How NSA access was built into Windows

[Marc Schwartz]

Les wrote:
> On Wed, 2007-01-17 at 11:50 -0600, Marc Schwartz wrote: Snip
>> And that is dedicating the entire 17 TFLOP system just to break
>> _one_ key.
>> 
>> 
>> The current concensus age of the universe in years:
>> 
>> 1.37e+10
>> 
>> 
>> Nuff said?
> snip
> 
> No one has ever broken a crypto system by pure brute force, no matter
>  what you may think.  This is an argument put up by the uninitiated
> to substantiate their belief that they are secure.

I never stated that any crypto system has been "broken" using brute
force. Breaking an algorithm or system infers that something
meaningfully short of brute force at the advertised key length is an
alternative.

> There are dozens of different algorithms used, purmutations of how
> systems are broken and in any event encryption is not just the XOR of
> a random stream with data any longer (although that is used in some
> moderately secure systems).

There are many methods used for engaging in cryptanalytic attacks and
anyone with 30 seconds of Google time can easily locate many of them.

However, the notion of "breaking" reasonably strong crypto is predicated
not on the system being rendered "transparent", but on the effective
strength of the system relative to it's advertised key length.

Take a system using a 256 bit key length and come up with an approach
such that the complexity to decrypt the ciphertext would be no worse
than that of a 200 bit key length, and the system would be labeled as
having been broken. However, even at a 200 bit key length, the system
would still require longer than the age of the universe on your hardware
to brute force.

This was the issue with CMEA. It had an advertised key length of 64
bits, but weaknesses in the algorithm reduced the effective key length
to 24 or 32 bits, which is short enough to enable even moderately
powered hardware to "break it" in a usable time frame.

Using your 17 TFLOP system, it would be able to brute force CMEA based
crypto (at the 32 bit figure) in:

Keyspace:

> 2 ^ 32
[1] 4294967296

Time to brute force in seconds:

> (2 ^ 32) / (17 * (10 ^ 12))
[1] 0.0002526451

So, yes, if one is using their CMEA encrypted digital cell phone, the
NSA could easily be engaging in real time, effectively transparent
decryption, since it would only take 0.00025 seconds to attempt all
possible keys on your hardware.

Now you have turned the problem into a bandwidth and capacity issue
given the tens of millions of such calls, not a crypto/computational 
complexity issue.

The same reasoning is behind the replacement of WEP with WPA(2) for
wireless networking and of course DES with AES.

Again for some context, your 17 TFLOP system could brute force the 
following key lengths in the given time frame.

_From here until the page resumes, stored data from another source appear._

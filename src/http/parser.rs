use crate::http::request::{Method, Request};
use std::collections::HashMap;
use std::fmt;

#[derive(Debug, Clone, PartialEq, Eq)]
pub enum ParseError {
    /// The first line could not be split into a method and a path.
    MalformedRequestLine,
}

impl fmt::Display for ParseError {
    fn fmt(&self, f: &mut fmt::Formatter<'_>) -> fmt::Result {
        match self {
            ParseError::MalformedRequestLine => write!(f, "malformed request line"),
        }
    }
}

impl std::error::Error for ParseError {}

/// Parses one request out of the bytes captured from a connection.
///
/// Only the request line is mandatory. Header lines without a colon are
/// skipped. The body is whatever follows the first `\r\n\r\n`, cut down to
/// Content-Length when that is smaller. When Content-Length promises more
/// than the buffer holds, the captured bytes are kept and the request is
/// marked `truncated`. Nothing outside `buf` is read.
pub fn parse_http_request(buf: &[u8]) -> Result<Request, ParseError> {
    let headers_end = find_headers_end(buf);
    let head = &buf[..headers_end.unwrap_or(buf.len())];
    let body_bytes = match headers_end {
        Some(end) => &buf[end + 4..],
        None => &[][..],
    };

    // Request line
    let line_end = head.iter().position(|&b| b == b'\n').unwrap_or(head.len());
    let request_line = std::str::from_utf8(&head[..line_end])
        .map_err(|_| ParseError::MalformedRequestLine)?
        .trim_end_matches('\r');

    let mut parts = request_line.split_whitespace();
    let method = parts.next().ok_or(ParseError::MalformedRequestLine)?;
    let path = parts.next().ok_or(ParseError::MalformedRequestLine)?;
    let version = parts.next().unwrap_or("HTTP/1.1");

    // Headers
    let mut headers = HashMap::new();
    let header_text = String::from_utf8_lossy(&head[line_end..]);

    for line in header_text.lines() {
        if let Some((key, value)) = line.split_once(':') {
            headers.insert(key.trim().to_string(), value.trim().to_string());
        }
    }

    let mut request = Request {
        method: Method::from_token(method),
        path: path.to_string(),
        version: version.to_string(),
        headers,
        body: Vec::new(),
        truncated: false,
    };

    // Body
    let body = match request.declared_length() {
        Some(declared) if declared <= body_bytes.len() => &body_bytes[..declared],
        Some(_) => {
            request.truncated = true;
            body_bytes
        }
        None => body_bytes,
    };
    request.body = body.to_vec();

    Ok(request)
}

/// Parses an `HTTP/1.x <code> <reason>` status line at the start of `buf`.
///
/// Returns the code and the reason text (empty if absent).
pub fn parse_status_line(buf: &[u8]) -> Option<(u16, String)> {
    let line_end = buf.iter().position(|&b| b == b'\n').unwrap_or(buf.len());
    let line = std::str::from_utf8(&buf[..line_end]).ok()?.trim_end_matches('\r');

    let mut parts = line.splitn(3, ' ');
    let version = parts.next()?;
    if !version.starts_with("HTTP/") {
        return None;
    }

    let code = parts.next()?;
    if code.len() != 3 {
        return None;
    }
    let code = code.parse::<u16>().ok()?;
    let reason = parts.next().unwrap_or("").to_string();

    Some((code, reason))
}

/// True once `buf` holds a full head and, when the head declares a
/// Content-Length, that many body bytes.
///
/// A head without Content-Length counts as complete at the separator.
/// Used for both directions: client requests and backend replies.
pub fn message_complete(buf: &[u8]) -> bool {
    match find_headers_end(buf) {
        Some(end) => buf.len() >= end + 4 + declared_content_length(buf).unwrap_or(0),
        None => false,
    }
}

/// Content-Length declared in the head of `buf`, once the head is complete.
pub fn declared_content_length(buf: &[u8]) -> Option<usize> {
    let end = find_headers_end(buf)?;
    let head = String::from_utf8_lossy(&buf[..end]);

    head.lines().skip(1).find_map(|line| {
        let (key, value) = line.split_once(':')?;
        if key.trim().eq_ignore_ascii_case("Content-Length") {
            value.trim().parse::<usize>().ok()
        } else {
            None
        }
    })
}

/// Offset of the `\r\n\r\n` separating the head from the body.
pub fn find_headers_end(buf: &[u8]) -> Option<usize> {
    buf.windows(4).position(|w| w == b"\r\n\r\n")
}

This is using the base 2 
log of the system's performance per second times the number of seconds:

1 second:

 > log((17 * (10 ^ 12)), 2)
[1] 43.9506


1 minute:

 > log((17 * (10 ^ 12)) * (60), 2)
[1] 49.85749


1 hour:

 > log((17 * (10 ^ 12)) * (60 * 60), 2)
[1] 55.76438


1 day:

 > log((17 * (10 ^ 12)) * (60 * 60 * 24), 2)
[1] 60.34934


1 month:

 > log((17 * (10 ^ 12)) * (60 * 60 * 24 * 30), 2)
[1] 65.25623


1 year:

 > log((17 * (10 ^ 12)) * (60 * 60 * 24 * 365.25), 2)
[1] 68.86208

So, brute force approaches become rapidly impractical, if one is not 
focusing on a specific "target" and simply casting a wide net. The 
backlog of data in the latter scenario would rapidly become unmanageable.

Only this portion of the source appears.